Your assignment.
For the listing below, give the number of lines that hold the string "PagedArray", without anything else.

Data provided.

-*-*-

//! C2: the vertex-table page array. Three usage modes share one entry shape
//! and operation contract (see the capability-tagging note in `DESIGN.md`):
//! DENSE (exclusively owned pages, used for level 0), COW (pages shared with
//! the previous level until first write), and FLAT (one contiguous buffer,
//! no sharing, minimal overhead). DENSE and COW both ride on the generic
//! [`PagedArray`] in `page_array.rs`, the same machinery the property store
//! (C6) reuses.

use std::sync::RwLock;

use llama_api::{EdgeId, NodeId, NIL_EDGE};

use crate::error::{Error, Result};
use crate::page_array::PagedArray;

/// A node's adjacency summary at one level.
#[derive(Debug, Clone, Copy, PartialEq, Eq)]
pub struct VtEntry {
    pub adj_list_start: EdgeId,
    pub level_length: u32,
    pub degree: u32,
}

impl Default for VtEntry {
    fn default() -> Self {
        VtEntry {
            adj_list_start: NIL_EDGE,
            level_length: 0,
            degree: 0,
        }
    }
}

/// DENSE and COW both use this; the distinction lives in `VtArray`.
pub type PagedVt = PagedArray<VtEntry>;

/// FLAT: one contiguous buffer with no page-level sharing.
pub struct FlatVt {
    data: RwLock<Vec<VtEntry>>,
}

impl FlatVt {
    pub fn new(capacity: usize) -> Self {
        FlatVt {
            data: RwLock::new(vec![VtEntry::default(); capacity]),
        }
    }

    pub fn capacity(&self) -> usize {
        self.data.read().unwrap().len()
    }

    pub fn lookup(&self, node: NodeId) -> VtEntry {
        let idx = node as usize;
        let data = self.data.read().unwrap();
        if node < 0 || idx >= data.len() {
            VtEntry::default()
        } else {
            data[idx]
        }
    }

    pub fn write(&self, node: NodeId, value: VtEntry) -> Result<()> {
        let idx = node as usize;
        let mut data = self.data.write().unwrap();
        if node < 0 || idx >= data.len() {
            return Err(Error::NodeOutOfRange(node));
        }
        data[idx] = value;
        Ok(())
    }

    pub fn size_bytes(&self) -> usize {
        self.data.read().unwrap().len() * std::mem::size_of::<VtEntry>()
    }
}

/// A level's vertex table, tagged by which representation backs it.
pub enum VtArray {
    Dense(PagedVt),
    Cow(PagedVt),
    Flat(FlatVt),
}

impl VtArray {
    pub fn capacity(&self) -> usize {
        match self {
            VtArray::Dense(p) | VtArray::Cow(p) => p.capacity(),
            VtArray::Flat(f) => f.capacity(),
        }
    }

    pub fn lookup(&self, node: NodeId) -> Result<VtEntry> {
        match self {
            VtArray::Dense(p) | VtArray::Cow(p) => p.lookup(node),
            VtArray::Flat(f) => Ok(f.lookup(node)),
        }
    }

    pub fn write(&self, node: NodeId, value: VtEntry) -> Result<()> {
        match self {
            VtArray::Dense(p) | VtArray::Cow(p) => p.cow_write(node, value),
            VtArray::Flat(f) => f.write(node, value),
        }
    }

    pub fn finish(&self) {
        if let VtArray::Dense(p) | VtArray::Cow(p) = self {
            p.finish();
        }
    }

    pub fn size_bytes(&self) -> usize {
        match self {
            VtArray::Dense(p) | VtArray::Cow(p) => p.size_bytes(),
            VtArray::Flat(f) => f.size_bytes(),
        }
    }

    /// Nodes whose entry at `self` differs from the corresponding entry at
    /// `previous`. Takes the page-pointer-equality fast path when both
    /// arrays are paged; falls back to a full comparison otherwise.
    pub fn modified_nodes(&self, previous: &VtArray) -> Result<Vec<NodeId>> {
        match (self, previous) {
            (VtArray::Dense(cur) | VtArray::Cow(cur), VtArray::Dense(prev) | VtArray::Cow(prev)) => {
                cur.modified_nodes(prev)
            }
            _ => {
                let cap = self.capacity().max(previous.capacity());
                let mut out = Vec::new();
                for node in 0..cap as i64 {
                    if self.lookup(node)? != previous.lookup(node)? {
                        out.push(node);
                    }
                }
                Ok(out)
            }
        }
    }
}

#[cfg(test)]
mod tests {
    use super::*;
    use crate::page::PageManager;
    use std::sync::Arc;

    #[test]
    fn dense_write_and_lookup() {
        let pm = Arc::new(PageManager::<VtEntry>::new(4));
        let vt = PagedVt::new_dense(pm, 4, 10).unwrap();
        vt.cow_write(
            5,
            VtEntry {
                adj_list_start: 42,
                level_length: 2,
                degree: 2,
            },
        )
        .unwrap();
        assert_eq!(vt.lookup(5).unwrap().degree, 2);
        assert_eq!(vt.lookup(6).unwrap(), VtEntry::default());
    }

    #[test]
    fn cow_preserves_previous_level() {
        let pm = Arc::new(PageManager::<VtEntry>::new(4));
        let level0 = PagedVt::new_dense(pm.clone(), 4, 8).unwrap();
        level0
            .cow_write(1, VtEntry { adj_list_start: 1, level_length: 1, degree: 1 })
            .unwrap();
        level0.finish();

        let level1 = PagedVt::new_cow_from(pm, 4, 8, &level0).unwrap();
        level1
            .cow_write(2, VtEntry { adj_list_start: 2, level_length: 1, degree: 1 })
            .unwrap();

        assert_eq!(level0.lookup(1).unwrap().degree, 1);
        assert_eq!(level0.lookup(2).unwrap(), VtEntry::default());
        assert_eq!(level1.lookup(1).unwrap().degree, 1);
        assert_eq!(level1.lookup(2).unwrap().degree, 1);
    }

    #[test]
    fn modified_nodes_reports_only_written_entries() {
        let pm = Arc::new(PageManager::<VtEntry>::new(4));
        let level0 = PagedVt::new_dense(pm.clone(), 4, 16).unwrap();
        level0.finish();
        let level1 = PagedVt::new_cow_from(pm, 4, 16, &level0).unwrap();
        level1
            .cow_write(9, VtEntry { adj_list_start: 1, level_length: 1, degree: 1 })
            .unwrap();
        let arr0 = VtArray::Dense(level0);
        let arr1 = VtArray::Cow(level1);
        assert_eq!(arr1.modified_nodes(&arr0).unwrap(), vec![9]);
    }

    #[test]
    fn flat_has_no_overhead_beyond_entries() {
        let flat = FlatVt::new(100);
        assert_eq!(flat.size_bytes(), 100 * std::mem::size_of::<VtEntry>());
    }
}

-*-*-

Result.
3